(Stored data)

○ ○ ○

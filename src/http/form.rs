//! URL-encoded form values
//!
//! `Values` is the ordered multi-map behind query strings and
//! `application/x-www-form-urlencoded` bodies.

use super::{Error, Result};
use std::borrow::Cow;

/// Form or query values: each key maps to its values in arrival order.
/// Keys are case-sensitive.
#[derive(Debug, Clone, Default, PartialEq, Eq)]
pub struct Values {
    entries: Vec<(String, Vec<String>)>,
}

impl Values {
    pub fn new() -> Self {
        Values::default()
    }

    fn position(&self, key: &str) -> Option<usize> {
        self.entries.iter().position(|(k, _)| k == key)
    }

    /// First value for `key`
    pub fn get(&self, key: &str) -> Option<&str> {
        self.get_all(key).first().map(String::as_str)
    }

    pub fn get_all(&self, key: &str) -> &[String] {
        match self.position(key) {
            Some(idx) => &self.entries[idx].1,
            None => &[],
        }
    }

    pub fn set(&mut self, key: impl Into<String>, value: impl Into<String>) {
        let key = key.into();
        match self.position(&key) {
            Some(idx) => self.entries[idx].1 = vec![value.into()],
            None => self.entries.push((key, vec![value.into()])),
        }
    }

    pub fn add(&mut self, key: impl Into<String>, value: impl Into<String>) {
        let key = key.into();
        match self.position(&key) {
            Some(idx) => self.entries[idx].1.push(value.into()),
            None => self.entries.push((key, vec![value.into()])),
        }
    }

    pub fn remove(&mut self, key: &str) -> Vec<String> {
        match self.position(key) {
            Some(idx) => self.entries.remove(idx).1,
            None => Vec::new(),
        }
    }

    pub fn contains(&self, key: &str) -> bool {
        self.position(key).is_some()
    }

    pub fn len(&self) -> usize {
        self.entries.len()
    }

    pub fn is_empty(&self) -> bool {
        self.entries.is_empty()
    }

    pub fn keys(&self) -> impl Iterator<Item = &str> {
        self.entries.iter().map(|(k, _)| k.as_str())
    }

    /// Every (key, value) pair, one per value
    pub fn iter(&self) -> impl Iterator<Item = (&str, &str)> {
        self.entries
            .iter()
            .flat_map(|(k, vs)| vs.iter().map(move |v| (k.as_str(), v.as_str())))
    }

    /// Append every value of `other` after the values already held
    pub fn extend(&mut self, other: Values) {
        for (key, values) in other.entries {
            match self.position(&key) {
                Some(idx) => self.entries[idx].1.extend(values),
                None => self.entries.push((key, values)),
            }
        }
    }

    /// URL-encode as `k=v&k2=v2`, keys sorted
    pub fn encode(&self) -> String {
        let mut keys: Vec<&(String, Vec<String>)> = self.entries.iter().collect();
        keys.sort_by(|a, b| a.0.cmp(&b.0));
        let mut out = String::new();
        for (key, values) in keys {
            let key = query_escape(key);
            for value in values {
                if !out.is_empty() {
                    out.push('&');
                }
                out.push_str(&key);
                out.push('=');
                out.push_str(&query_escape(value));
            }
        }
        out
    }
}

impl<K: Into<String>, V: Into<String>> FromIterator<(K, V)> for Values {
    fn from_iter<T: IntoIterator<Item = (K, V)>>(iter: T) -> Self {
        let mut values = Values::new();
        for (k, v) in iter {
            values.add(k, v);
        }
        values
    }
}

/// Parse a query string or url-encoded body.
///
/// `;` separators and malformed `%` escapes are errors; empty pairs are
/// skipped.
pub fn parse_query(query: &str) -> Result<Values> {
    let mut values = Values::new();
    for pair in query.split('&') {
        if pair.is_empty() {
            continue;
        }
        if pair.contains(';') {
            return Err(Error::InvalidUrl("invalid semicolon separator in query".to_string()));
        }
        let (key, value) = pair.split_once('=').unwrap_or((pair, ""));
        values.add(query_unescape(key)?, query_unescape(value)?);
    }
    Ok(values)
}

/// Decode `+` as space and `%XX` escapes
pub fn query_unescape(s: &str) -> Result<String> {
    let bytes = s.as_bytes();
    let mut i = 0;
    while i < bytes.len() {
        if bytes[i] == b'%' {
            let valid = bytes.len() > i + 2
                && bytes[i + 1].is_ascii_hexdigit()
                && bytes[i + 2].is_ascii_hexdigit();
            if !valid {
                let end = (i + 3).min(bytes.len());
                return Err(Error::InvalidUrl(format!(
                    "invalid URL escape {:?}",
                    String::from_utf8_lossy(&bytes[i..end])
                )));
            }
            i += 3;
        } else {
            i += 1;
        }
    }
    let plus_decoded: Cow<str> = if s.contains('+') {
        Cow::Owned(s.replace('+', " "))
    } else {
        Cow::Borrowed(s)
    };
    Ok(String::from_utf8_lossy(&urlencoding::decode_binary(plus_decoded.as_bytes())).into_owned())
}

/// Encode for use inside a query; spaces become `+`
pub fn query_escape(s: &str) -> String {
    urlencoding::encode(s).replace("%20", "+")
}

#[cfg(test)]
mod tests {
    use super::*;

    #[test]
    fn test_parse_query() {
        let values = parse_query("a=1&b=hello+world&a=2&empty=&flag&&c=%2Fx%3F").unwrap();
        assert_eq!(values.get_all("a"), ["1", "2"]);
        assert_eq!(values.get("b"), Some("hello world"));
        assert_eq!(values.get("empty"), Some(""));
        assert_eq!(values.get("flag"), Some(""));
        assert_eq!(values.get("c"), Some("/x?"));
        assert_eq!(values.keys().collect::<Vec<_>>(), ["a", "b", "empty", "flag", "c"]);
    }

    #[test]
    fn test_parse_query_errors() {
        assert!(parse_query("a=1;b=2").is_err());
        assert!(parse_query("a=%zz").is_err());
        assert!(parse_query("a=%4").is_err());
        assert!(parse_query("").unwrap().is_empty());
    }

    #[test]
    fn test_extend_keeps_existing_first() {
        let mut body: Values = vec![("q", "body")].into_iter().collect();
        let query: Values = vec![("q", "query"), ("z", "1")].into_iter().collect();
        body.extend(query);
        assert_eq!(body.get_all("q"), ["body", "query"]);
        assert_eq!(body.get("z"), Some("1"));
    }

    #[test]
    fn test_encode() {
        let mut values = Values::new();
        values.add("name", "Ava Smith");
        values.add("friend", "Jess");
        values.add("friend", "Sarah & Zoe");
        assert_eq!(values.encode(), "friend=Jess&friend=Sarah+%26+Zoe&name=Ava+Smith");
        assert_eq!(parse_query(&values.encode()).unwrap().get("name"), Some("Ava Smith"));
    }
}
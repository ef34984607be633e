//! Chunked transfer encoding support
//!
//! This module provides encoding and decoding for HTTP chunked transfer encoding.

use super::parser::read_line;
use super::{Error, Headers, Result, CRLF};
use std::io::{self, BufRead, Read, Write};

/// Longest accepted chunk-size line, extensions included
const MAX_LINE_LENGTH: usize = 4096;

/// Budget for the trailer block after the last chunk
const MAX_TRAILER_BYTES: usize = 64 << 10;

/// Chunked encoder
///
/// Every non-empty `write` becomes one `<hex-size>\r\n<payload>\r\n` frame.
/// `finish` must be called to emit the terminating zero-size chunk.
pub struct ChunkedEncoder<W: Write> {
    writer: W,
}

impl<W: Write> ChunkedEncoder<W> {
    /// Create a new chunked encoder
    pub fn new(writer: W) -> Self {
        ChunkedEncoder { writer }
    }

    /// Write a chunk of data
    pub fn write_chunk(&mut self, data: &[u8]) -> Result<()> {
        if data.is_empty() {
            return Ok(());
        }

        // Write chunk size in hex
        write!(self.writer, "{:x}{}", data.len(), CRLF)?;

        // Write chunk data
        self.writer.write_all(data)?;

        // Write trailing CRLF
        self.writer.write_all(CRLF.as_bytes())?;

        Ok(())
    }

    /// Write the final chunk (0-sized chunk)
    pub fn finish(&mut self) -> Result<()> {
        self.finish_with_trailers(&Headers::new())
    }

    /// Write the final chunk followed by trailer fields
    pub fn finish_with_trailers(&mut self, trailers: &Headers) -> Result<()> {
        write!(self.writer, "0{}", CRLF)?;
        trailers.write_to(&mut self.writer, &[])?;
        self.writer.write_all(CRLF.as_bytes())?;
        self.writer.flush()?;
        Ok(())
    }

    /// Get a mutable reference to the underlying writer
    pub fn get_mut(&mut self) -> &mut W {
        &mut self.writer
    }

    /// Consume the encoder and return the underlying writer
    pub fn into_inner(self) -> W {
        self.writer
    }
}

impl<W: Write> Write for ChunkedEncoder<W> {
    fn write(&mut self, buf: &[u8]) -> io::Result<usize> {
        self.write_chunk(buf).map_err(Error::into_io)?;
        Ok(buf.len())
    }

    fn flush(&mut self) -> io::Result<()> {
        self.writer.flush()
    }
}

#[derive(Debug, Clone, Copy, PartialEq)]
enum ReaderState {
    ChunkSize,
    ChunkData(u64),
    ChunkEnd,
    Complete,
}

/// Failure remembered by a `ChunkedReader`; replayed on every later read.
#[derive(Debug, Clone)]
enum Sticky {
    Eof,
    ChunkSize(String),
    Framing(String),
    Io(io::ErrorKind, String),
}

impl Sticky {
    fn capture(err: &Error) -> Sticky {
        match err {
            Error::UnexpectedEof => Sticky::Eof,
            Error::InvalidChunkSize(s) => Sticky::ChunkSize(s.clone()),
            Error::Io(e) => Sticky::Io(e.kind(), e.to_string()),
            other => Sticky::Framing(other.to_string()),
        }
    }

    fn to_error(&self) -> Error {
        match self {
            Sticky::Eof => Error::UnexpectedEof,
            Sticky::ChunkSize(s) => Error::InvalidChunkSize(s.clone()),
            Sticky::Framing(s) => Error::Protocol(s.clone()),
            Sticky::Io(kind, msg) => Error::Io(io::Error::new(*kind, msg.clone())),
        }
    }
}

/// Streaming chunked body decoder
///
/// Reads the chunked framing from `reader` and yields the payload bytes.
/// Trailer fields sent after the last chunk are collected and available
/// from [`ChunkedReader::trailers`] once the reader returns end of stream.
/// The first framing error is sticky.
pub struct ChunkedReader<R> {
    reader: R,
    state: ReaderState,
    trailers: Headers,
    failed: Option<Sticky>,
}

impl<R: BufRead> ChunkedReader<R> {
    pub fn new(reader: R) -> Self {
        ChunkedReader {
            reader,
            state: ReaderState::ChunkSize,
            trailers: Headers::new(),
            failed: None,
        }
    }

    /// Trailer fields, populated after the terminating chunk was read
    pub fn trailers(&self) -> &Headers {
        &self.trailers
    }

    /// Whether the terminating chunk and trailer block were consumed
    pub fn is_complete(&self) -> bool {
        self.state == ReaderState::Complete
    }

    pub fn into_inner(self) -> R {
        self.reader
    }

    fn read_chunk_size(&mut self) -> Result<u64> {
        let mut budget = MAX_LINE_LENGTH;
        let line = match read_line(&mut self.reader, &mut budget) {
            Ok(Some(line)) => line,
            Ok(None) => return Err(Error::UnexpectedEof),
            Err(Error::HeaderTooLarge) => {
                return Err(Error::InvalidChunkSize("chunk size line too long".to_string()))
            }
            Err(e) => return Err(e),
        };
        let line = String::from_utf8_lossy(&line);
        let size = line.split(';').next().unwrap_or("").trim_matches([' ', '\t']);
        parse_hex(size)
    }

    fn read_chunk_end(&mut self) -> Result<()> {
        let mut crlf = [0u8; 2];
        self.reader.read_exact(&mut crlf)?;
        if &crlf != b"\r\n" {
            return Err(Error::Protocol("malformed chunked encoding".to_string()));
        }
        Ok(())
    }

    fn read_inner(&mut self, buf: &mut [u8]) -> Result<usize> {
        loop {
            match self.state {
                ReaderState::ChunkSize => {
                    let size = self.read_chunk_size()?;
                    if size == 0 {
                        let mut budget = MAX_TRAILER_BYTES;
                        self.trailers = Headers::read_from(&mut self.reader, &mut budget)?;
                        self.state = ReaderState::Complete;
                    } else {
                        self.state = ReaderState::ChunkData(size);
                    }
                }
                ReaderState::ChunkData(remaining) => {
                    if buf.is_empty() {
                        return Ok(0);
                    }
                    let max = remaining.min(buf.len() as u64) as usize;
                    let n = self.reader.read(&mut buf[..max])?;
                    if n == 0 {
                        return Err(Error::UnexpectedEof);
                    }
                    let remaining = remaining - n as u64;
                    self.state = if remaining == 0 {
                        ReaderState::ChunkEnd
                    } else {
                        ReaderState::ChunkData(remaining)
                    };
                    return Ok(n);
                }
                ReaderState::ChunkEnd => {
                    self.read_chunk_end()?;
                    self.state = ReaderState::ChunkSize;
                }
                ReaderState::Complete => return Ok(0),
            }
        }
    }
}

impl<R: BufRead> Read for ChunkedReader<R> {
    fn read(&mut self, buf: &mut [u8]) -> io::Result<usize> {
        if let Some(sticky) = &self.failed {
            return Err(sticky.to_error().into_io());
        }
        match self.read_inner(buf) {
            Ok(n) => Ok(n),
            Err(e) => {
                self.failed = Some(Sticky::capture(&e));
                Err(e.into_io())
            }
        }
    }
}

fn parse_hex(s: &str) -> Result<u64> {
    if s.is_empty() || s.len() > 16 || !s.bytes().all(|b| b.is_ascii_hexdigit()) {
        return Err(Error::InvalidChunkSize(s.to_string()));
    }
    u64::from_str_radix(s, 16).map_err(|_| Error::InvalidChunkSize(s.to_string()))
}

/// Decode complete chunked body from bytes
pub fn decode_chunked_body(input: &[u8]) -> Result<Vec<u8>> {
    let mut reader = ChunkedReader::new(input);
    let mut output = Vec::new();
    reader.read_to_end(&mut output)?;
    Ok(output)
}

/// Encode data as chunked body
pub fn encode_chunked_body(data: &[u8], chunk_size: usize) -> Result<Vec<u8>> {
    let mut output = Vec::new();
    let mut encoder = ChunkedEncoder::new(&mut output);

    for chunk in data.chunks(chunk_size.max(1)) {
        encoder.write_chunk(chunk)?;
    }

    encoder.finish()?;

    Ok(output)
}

○ ○ ○

## [REQUIRED ACTION]
Each line of the data that includes "last" should be copied.

## [ANSWER TO THIS PROBLEM]
/// Budget for the trailer block after the last chunk
/// Trailer fields sent after the last chunk are collected and available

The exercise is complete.